De fait, nos sociétés vont devoir faire face à des inerties sociétales qui sont peu prises en compte dans les modèles économiques ou dans les divers scénarios énergétiques. Non qu’il s’agisse d’un oubli ou d’une « secondarisation » de cet aspect social de l’énergie, mais bien plutôt parce qu’il est quasiment vain d’imaginer quels pourraient être les modes de vie d’ici 2050. On atteint là purement les limites de notre capacité à imaginer les futurs possibles.

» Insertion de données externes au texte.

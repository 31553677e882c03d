//! Catalogue of the raw datasets: where each one lives, how to read it, and
//! the cleaning plan that turns it into `<name>_cleaned.csv`.

use std::path::Path;

use crate::clean::{CellParser, CleaningPlan, CleaningRule};
use crate::data::loader::{DatasetSource, Encoding};
use crate::data::model::Value;

/// Static description of one raw dataset.
#[derive(Debug, Clone, Copy, PartialEq, Eq)]
pub struct RawDataset {
    pub name: &'static str,
    pub file: &'static str,
    pub delimiter: u8,
    pub encoding: Encoding,
    /// Semicolon ledgers exported from the shop system carry stray
    /// malformed lines; those are skipped instead of failing the read.
    pub lenient: bool,
}

pub const RETAIL: RawDataset = RawDataset {
    name: "retail",
    file: "Retail.csv",
    delimiter: b',',
    encoding: Encoding::Latin1,
    lenient: false,
};

pub const SELL_1: RawDataset = RawDataset {
    name: "sell_1",
    file: "SELL_1.csv",
    delimiter: b';',
    encoding: Encoding::Latin1,
    lenient: true,
};

pub const ADS: RawDataset = RawDataset {
    name: "ads",
    file: "Ads.csv",
    delimiter: b',',
    encoding: Encoding::Utf8,
    lenient: false,
};

pub const DAY_SELL: RawDataset = RawDataset {
    name: "day_sell",
    file: "Day Sell.csv",
    delimiter: b';',
    encoding: Encoding::Utf8,
    lenient: true,
};

pub const ROTATION: RawDataset = RawDataset {
    name: "rotation",
    file: "Rotation.csv",
    delimiter: b';',
    encoding: Encoding::Latin1,
    lenient: true,
};

pub const MOCK_KAGGLE: RawDataset = RawDataset {
    name: "mock_kaggle",
    file: "Mock Kaggle.csv",
    delimiter: b',',
    encoding: Encoding::Utf8,
    lenient: false,
};

/// Every raw dataset, in cleaning order.
pub const ALL: [RawDataset; 6] = [RETAIL, SELL_1, ADS, DAY_SELL, ROTATION, MOCK_KAGGLE];

const SELL_1_NUMERIC: [&str; 7] = [
    "pce_zn",
    "pwa_sb",
    "pudzsb",
    "pmarza",
    "pmarzajedn",
    "pkwmarza",
    "pudzmarza",
];

const DAY_SELL_METRICS: [&str; 4] = ["zn", "sb", "tax", "marza"];

/// Look a dataset up by name.
pub fn find(name: &str) -> Option<RawDataset> {
    ALL.iter().copied().find(|d| d.name == name)
}

impl RawDataset {
    /// Ingestion descriptor for the file under `raw_dir`.
    pub fn source(&self, raw_dir: &Path) -> DatasetSource {
        let source = DatasetSource::new(self.name, raw_dir.join(self.file))
            .delimiter(self.delimiter)
            .encoding(self.encoding)
            .expect_columns(self.expected_columns());
        if self.lenient {
            source.lenient()
        } else {
            source
        }
    }

    fn expected_columns(&self) -> &'static [&'static str] {
        match self.name {
            "retail" => &[
                "InvoiceNo",
                "Description",
                "CustomerID",
                "InvoiceDate",
                "Quantity",
                "UnitPrice",
            ],
            "sell_1" => &["Pgroup", "Pname", "pce_zn", "Date"],
            "ads" => &["age", "gender", "device_type", "time_of_day", "click"],
            "mock_kaggle" => &["venda", "estoque", "preco"],
            _ => &[],
        }
    }

    /// Cleaning rules for this dataset.
    pub fn plan(&self) -> CleaningPlan {
        let plan = CleaningPlan::new(self.name);
        match self.name {
            "retail" => plan
                .rule(CleaningRule::drop_nulls(&["InvoiceNo", "Description", "CustomerID"]))
                .rule(CleaningRule::coerce(
                    &["InvoiceDate"],
                    CellParser::Date { day_first: false },
                ))
                .rule(CleaningRule::keep_positive("Quantity"))
                .rule(CleaningRule::keep_positive("UnitPrice")),
            "sell_1" => plan
                .rule(CleaningRule::StripHeaders)
                .rule(CleaningRule::drop_nulls(&["Pgroup", "Pname", "pce_zn"]))
                .rule(CleaningRule::coerce(&["Date"], CellParser::Date { day_first: true }))
                .rule(CleaningRule::coerce(&SELL_1_NUMERIC, CellParser::DecimalComma)),
            "ads" => plan
                .rule(CleaningRule::drop_nulls(&["age", "gender", "device_type"]))
                .rule(CleaningRule::FillNull {
                    column: "time_of_day".into(),
                    value: Value::Str("Unknown".into()),
                }),
            "day_sell" => plan
                .rule(CleaningRule::SetHeaders(
                    ["Date", "zn", "sb", "tax", "marza"]
                        .iter()
                        .map(|c| c.to_string())
                        .collect(),
                ))
                .rule(CleaningRule::coerce(&["Date"], CellParser::Date { day_first: true }))
                .rule(CleaningRule::coerce(&DAY_SELL_METRICS, CellParser::DecimalComma)),
            "rotation" => plan
                .rule(CleaningRule::StripHeaders)
                .rule(CleaningRule::DropEmptyRows),
            "mock_kaggle" => plan
                .rule(CleaningRule::rename("date", "data"))
                .rule(CleaningRule::coerce(&["data"], CellParser::Date { day_first: false }))
                .require(&["data", "venda", "estoque", "preco"])
                .rule(CleaningRule::keep_positive("preco")),
            _ => plan,
        }
    }
}

#[cfg(test)]
mod tests {
    use super::*;

    #[test]
    fn every_dataset_has_a_plan() {
        for dataset in ALL {
            assert_eq!(dataset.plan().dataset, dataset.name);
            assert!(!dataset.plan().rules.is_empty(), "{}", dataset.name);
        }
    }

    #[test]
    fn lookup_by_name() {
        assert_eq!(find("day_sell").map(|d| d.file), Some("Day Sell.csv"));
        assert!(find("nope").is_none());
    }

    #[test]
    fn retail_requires_its_identifiers() {
        let required = RETAIL.plan().required_columns();
        assert_eq!(required, ["InvoiceNo", "Description", "CustomerID"]);
    }

    #[test]
    fn source_carries_reader_settings() {
        let source = SELL_1.source(Path::new("raw"));
        assert_eq!(source.path, Path::new("raw/SELL_1.csv"));
        assert_eq!(source.delimiter, b';');
        assert_eq!(source.encoding, Encoding::Latin1);
        assert!(source.lenient);
    }
}
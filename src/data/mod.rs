/// Data layer: core types, loading, filtering and persisting.
///
/// Architecture:
/// ```text
///  .csv / .json / .parquet
///        │
///        ▼
///   ┌──────────┐
///   │  loader   │  DatasetSource → Table
///   └──────────┘
///        │
///        ▼
///   ┌──────────┐
///   │  Table    │  ordered columns, rows of Value
///   └──────────┘
///        │
///        ▼
///   ┌──────────┐
///   │  filter   │  numeric predicates → row indices
///   └──────────┘
///        │
///        ▼
///   ┌──────────┐
///   │  writer   │  Table → .csv (atomic replace)
///   └──────────┘
/// ```

pub mod filter;
pub mod loader;
pub mod model;
pub mod preview;
pub mod writer;

pub use loader::{load_table, DatasetSource, Encoding};
pub use model::{Table, Value};
pub use writer::{stage_csv, write_all, write_csv, StagedCsv};
//! Batch cleaning and analytics pipelines whose CSV outputs feed a small
//! business dashboard.
//!
//! Raw flat files are ingested into [`Table`]s, cleaned by declarative
//! [`clean::CleaningPlan`]s, fed to one model per [`Analysis`], and written
//! back as CSV. [`pipeline::run_all`] runs the whole thing.

pub mod analysis;
pub mod clean;
pub mod config;
pub mod data;
pub mod datasets;
pub mod error;
pub mod model;
pub mod pipeline;

pub use analysis::Analysis;
pub use config::DashboardConfig;
pub use data::{load_table, write_csv, DatasetSource, Encoding, Table, Value};
pub use error::{PipelineError, Result};
pub use pipeline::{run_all, RunReport};
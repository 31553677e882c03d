use std::fmt;

use crate::error::{PipelineError, Result};

/// Ordinary least-squares line `y = slope * x + intercept`.
#[derive(Debug, Clone, Copy, PartialEq)]
pub struct LinearFit {
    pub slope: f64,
    pub intercept: f64,
    /// Coefficient of determination on the training data.
    pub r_squared: f64,
}

impl LinearFit {
    /// Fit on paired observations. Pairs with a missing side are ignored.
    ///
    /// Fails with fewer than two usable pairs or a constant `x`.
    pub fn fit(x: &[f64], y: &[f64]) -> Result<Self> {
        let pairs: Vec<(f64, f64)> = x
            .iter()
            .zip(y)
            .filter(|(a, b)| a.is_finite() && b.is_finite())
            .map(|(&a, &b)| (a, b))
            .collect();
        if pairs.len() < 2 {
            return Err(PipelineError::model_fit(
                "linear regression",
                format!("need at least 2 observations, got {}", pairs.len()),
            ));
        }

        let n = pairs.len() as f64;
        let mean_x = pairs.iter().map(|p| p.0).sum::<f64>() / n;
        let mean_y = pairs.iter().map(|p| p.1).sum::<f64>() / n;
        let sxx: f64 = pairs.iter().map(|p| (p.0 - mean_x).powi(2)).sum();
        let sxy: f64 = pairs.iter().map(|p| (p.0 - mean_x) * (p.1 - mean_y)).sum();
        if sxx == 0.0 {
            return Err(PipelineError::model_fit(
                "linear regression",
                "independent variable is constant",
            ));
        }

        let slope = sxy / sxx;
        let intercept = mean_y - slope * mean_x;

        let ss_res: f64 = pairs
            .iter()
            .map(|&(a, b)| (b - (slope * a + intercept)).powi(2))
            .sum();
        let ss_tot: f64 = pairs.iter().map(|p| (p.1 - mean_y).powi(2)).sum();
        // Constant target: perfect fit scores 1, anything else 0.
        let r_squared = if ss_tot == 0.0 {
            if ss_res == 0.0 {
                1.0
            } else {
                0.0
            }
        } else {
            1.0 - ss_res / ss_tot
        };

        Ok(LinearFit {
            slope,
            intercept,
            r_squared,
        })
    }

    pub fn predict(&self, x: f64) -> f64 {
        self.slope * x + self.intercept
    }
}

impl fmt::Display for LinearFit {
    fn fmt(&self, f: &mut fmt::Formatter<'_>) -> fmt::Result {
        write!(
            f,
            "slope {:.4}, intercept {:.4}, R-squared {:.4}",
            self.slope, self.intercept, self.r_squared
        )
    }
}

#[cfg(test)]
mod tests {
    use super::*;

    #[test]
    fn price_against_clicks_slopes_down() {
        let fit = LinearFit::fit(&[10.0, 20.0, 30.0, 40.0], &[1.0, 1.0, 0.0, 0.0]).unwrap();
        assert!(fit.slope < 0.0);
        assert!((fit.slope + 0.04).abs() < 1e-12);
        assert!((fit.intercept - 1.5).abs() < 1e-12);
        assert!((fit.r_squared - 0.8).abs() < 1e-12);
    }

    #[test]
    fn exact_line_has_r_squared_one() {
        let fit = LinearFit::fit(&[0.0, 1.0, 2.0], &[1.0, 3.0, 5.0]).unwrap();
        assert!((fit.predict(3.0) - 7.0).abs() < 1e-12);
        assert!((fit.r_squared - 1.0).abs() < 1e-12);
    }

    #[test]
    fn degenerate_inputs_fail() {
        assert!(LinearFit::fit(&[1.0], &[1.0]).is_err());
        assert!(LinearFit::fit(&[2.0, 2.0, 2.0], &[1.0, 2.0, 3.0]).is_err());
        assert!(LinearFit::fit(&[1.0, f64::NAN], &[1.0, 2.0]).is_err());
    }
}
//! Integration tests for the cleaning and analysis pipeline

use std::fs;
use std::path::Path;

use bizdash::analysis::price_sensitivity::regress;
use bizdash::analysis::sales_forecast::forecast_table;
use bizdash::clean::clean;
use bizdash::datasets;
use bizdash::model::forecast::resample_daily;
use bizdash::{load_table, run_all, write_csv, DashboardConfig, DatasetSource, Table, Value};
use tempfile::TempDir;

fn config(dir: &Path) -> DashboardConfig {
    DashboardConfig {
        raw_dir: dir.join("raw"),
        processed_dir: dir.join("processed"),
        outputs_dir: dir.join("outputs"),
        data_dir: dir.join("data"),
        n_trees: 10,
        ..Default::default()
    }
}

fn weekly_csv(days: u64, skip: Option<u64>) -> String {
    let pattern = [10.0, 12.0, 14.0, 16.0, 14.0, 12.0, 10.0];
    let mut csv = String::from("Date,zn\n");
    for d in (0..days).filter(|d| Some(*d) != skip) {
        csv.push_str(&format!("2024-01-{:02},{}\n", d + 1, pattern[(d % 7) as usize]));
    }
    csv
}

fn read(dir: &TempDir, name: &str, content: &str) -> Table {
    let path = dir.path().join(name);
    fs::write(&path, content).unwrap();
    load_table(&DatasetSource::new("fixture", path)).unwrap()
}

#[test]
fn retail_rows_without_customer_are_dropped() {
    let dir = tempfile::tempdir().unwrap();
    let path = dir.path().join("Retail.csv");
    fs::write(
        &path,
        b"InvoiceNo,Description,CustomerID,InvoiceDate,Quantity,UnitPrice\n\
          536365,LANTERN,17850,12/1/2010 8:26,6,2.55\n\
          536366,CR\xC8ME HANGER,,12/1/2010 8:28,6,1.85\n\
          536367,HAND WARMER,13047,12/1/2010 8:34,8,2.75\n\
          536368,NESTING BOXES,12345,12/2/2010 10:15,2,7.65\n",
    )
    .unwrap();

    let source = datasets::RETAIL.source(dir.path());
    let raw = load_table(&source).unwrap();
    assert_eq!(raw.len(), 4);
    assert_eq!(raw.get(1, "Description").unwrap().to_string(), "CRÈME HANGER");

    let cleaned = clean(raw, &datasets::RETAIL.plan()).unwrap();
    assert_eq!(cleaned.len(), 3);
    assert!(cleaned
        .column("CustomerID")
        .unwrap()
        .all(|v| !v.is_missing()));
    assert_eq!(
        cleaned.get(2, "InvoiceDate").unwrap().to_string(),
        "2010-12-02 10:15:00"
    );
}

#[test]
fn clicks_fall_as_price_rises() {
    let dir = tempfile::tempdir().unwrap();
    let table = read(&dir, "prices.csv", "price,click\n10,1\n20,1\n30,0\n40,0\n");
    let (fit, out) = regress(table, "price", "click").unwrap();
    assert!(fit.slope < 0.0);
    assert_eq!(out.len(), 4);
}

#[test]
fn weekly_pattern_survives_a_missing_day() {
    let dir = tempfile::tempdir().unwrap();
    // Day 9 (pattern index 1) is absent; its neighbours are 10 and 14.
    let raw = read(&dir, "daily.csv", &weekly_csv(21, Some(8)));
    assert_eq!(raw.len(), 20);

    let dated = raw.clone().map_column("Date", |v| {
        bizdash::clean::CellParser::Date { day_first: false }.parse(v)
    });
    let series = resample_daily(&dated, "Date", &["zn"]).unwrap();
    assert_eq!(series.len(), 21);
    assert!(series.metric("zn").unwrap().iter().all(|v| v.is_finite()));
    assert_eq!(series.metric("zn").unwrap()[8], 12.0);

    let forecast = forecast_table(raw, &["zn"], 14).unwrap();
    assert_eq!(forecast.len(), 14);
    let pattern = [10.0, 12.0, 14.0, 16.0, 14.0, 12.0, 10.0];
    for h in 0..14 {
        let v = forecast.get(h, "zn").and_then(Value::as_f64).unwrap();
        assert!((v - pattern[(21 + h) % 7]).abs() < 1e-6, "day {h}: {v}");
    }
    assert_eq!(forecast.get(0, "Date").unwrap().to_string(), "2024-01-22");
}

#[test]
fn persist_then_reingest_keeps_shape() {
    let dir = tempfile::tempdir().unwrap();
    let table = Table::from_rows(
        vec!["b".into(), "a".into(), "when".into()],
        vec![
            vec![Value::Float(1.5), Value::Str("x, y".into()), Value::Null],
            vec![Value::Int(2), Value::Str("z".into()), Value::Str("2024-01-01".into())],
        ],
    );
    let path = dir.path().join("out.csv");
    write_csv(&table, &path).unwrap();

    let back = load_table(&DatasetSource::new("out", &path)).unwrap();
    assert_eq!(back.columns(), table.columns());
    assert_eq!(back.len(), table.len());
    assert_eq!(back.get(0, "a"), Some(&Value::Str("x, y".into())));
    assert_eq!(back.get(0, "when"), Some(&Value::Null));
}

fn reload(path: &Path) -> Table {
    load_table(&DatasetSource::new("output", path)).unwrap()
}

fn write_raw_fixtures(raw: &Path) {
    fs::create_dir_all(raw).unwrap();

    let mut retail =
        String::from("InvoiceNo,Description,CustomerID,InvoiceDate,Quantity,UnitPrice\n");
    for c in 0..8u32 {
        for v in 0..=c {
            retail.push_str(&format!(
                "{},ITEM {v},{},{}/{}/2011 10:00,{},{}.5\n",
                1000 + c * 10 + v,
                12000 + c,
                1 + (c + v) % 12,
                1 + v * 3 % 28,
                1 + c * v,
                1 + c
            ));
        }
    }
    retail.push_str("9999,RETURN,12000,1/5/2011 10:00,-3,2.5\n");
    fs::write(raw.join("Retail.csv"), retail).unwrap();

    fs::write(
        raw.join("SELL_1.csv"),
        concat!(
            " Date;Pgroup;Pname ;pce_zn;pwa_sb\n",
            "01.02.2019;Napoje;Sok;4,50;1 234,10\n",
            "02.02.2019;Napoje;Woda;;3,00\n",
        ),
    )
    .unwrap();

    let devices = ["Mobile", "Desktop", "Tablet"];
    let mut ads = String::from("id,full_name,age,gender,device_type,time_of_day,click\n");
    for i in 0..30 {
        ads.push_str(&format!(
            "{i},User {i},{},{},{},{},{}\n",
            18 + i,
            if i % 2 == 0 { "Female" } else { "Male" },
            devices[i % 3],
            if i % 7 == 0 { "" } else { "Morning" },
            usize::from(i % 3 == 0 || i < 8)
        ));
    }
    fs::write(raw.join("Ads.csv"), ads).unwrap();

    const WEEKDAY_SWING: [f64; 7] = [0.0, 50.0, 80.0, 20.0, -30.0, -60.0, -10.0];
    let mut day_sell = String::from("Data;Zn;Sb;Tax;Marza\n");
    for d in 0..28u32 {
        let zn = 1000.0 + 10.0 * d as f64 + WEEKDAY_SWING[(d % 7) as usize];
        day_sell.push_str(&format!(
            "{:02}.03.2019;{};{};{};{}\n",
            d + 1,
            format!("{:.2}", zn).replace('.', ","),
            format!("{:.2}", zn * 1.08).replace('.', ","),
            format!("{:.2}", zn * 0.08).replace('.', ","),
            format!("{:.2}", zn * 0.2).replace('.', ","),
        ));
    }
    fs::write(raw.join("Day Sell.csv"), day_sell).unwrap();

    fs::write(raw.join("Rotation.csv"), b" Kod ;Nazwa\nP1;Towar\n;\nP2;G\xF3ra\n").unwrap();

    fs::write(
        raw.join("Mock Kaggle.csv"),
        "date,venda,estoque,preco\n2014-01-03,5,100,1.2\n2014-01-01,7,90,1.1\n2014-01-02,6,80,0\n",
    )
    .unwrap();
}

#[test]
fn full_run_writes_every_output() {
    let dir = tempfile::tempdir().unwrap();
    let config = config(dir.path());
    write_raw_fixtures(&config.raw_dir);

    let report = run_all(&config);
    assert!(report.is_success(), "{report}");

    for dataset in datasets::ALL {
        assert!(config.cleaned_path(dataset.name).is_file(), "{}", dataset.name);
    }
    for file in [
        "customer_segments.csv",
        "segment_summary.csv",
        "clv.csv",
        "price_sensitivity.csv",
        "ad_campaign_predictions.csv",
        "feature_importance.csv",
        "sales_forecast.csv",
        "competitor_data.csv",
    ] {
        assert!(config.processed_path(file).is_file(), "{file}");
    }
    assert!(config.data_path("final_output.csv").is_file());

    let segments = reload(&config.processed_path("customer_segments.csv"));
    assert_eq!(
        segments.columns(),
        ["CustomerID", "Recency", "Frequency", "Monetary", "Cluster", "Segment"]
    );
    assert_eq!(segments.len(), 8);

    let forecast = reload(&config.processed_path("sales_forecast.csv"));
    assert_eq!(forecast.columns(), ["Date", "zn", "sb", "tax", "marza"]);
    assert_eq!(forecast.len(), 30);
    assert_eq!(forecast.get(0, "Date").unwrap().to_string(), "2019-03-29");

    let competitor = reload(&config.processed_path("competitor_data.csv"));
    assert_eq!(competitor.columns(), ["Date", "Sales", "Stock", "Price"]);
    // The zero-price day is filtered out during cleaning.
    assert_eq!(competitor.len(), 2);
    assert_eq!(competitor.get(0, "Sales"), Some(&Value::Int(7)));

    let rotation = reload(&config.cleaned_path("rotation"));
    assert_eq!(rotation.columns(), ["Kod", "Nazwa"]);
    assert_eq!(rotation.len(), 2);
    assert_eq!(rotation.get(1, "Nazwa").unwrap().to_string(), "Góra");

    let segment_files = fs::read_dir(&config.outputs_dir).unwrap().count();
    assert!(segment_files >= 1);
}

Dans le meilleur des mondes, compte tenu de la priorité suprême accordée à l’approche économiste et aux addictions consuméristes qu’elle entretient, d’après le scénario le plus optimiste, tous les pays seront en passe d’atteindre un même stade de développement et tous leurs citoyens pourront prétendre à un même niveau de confort. Toutefois, dans la pensée dominante, le monde de demain sera un monde fortement technicisé et, paradoxalement, ce « toujours plus de technologies » se traduira par une hausse globale des consommations d’énergie. En ce sens, la croissance verte, comme le développement durable en son temps, fonctionne comme une utopie tant les interdépendances générées par le paradigme techno-économique actuel sont sclérosantes au regard de tous les projets de « déconsommation » énergétique.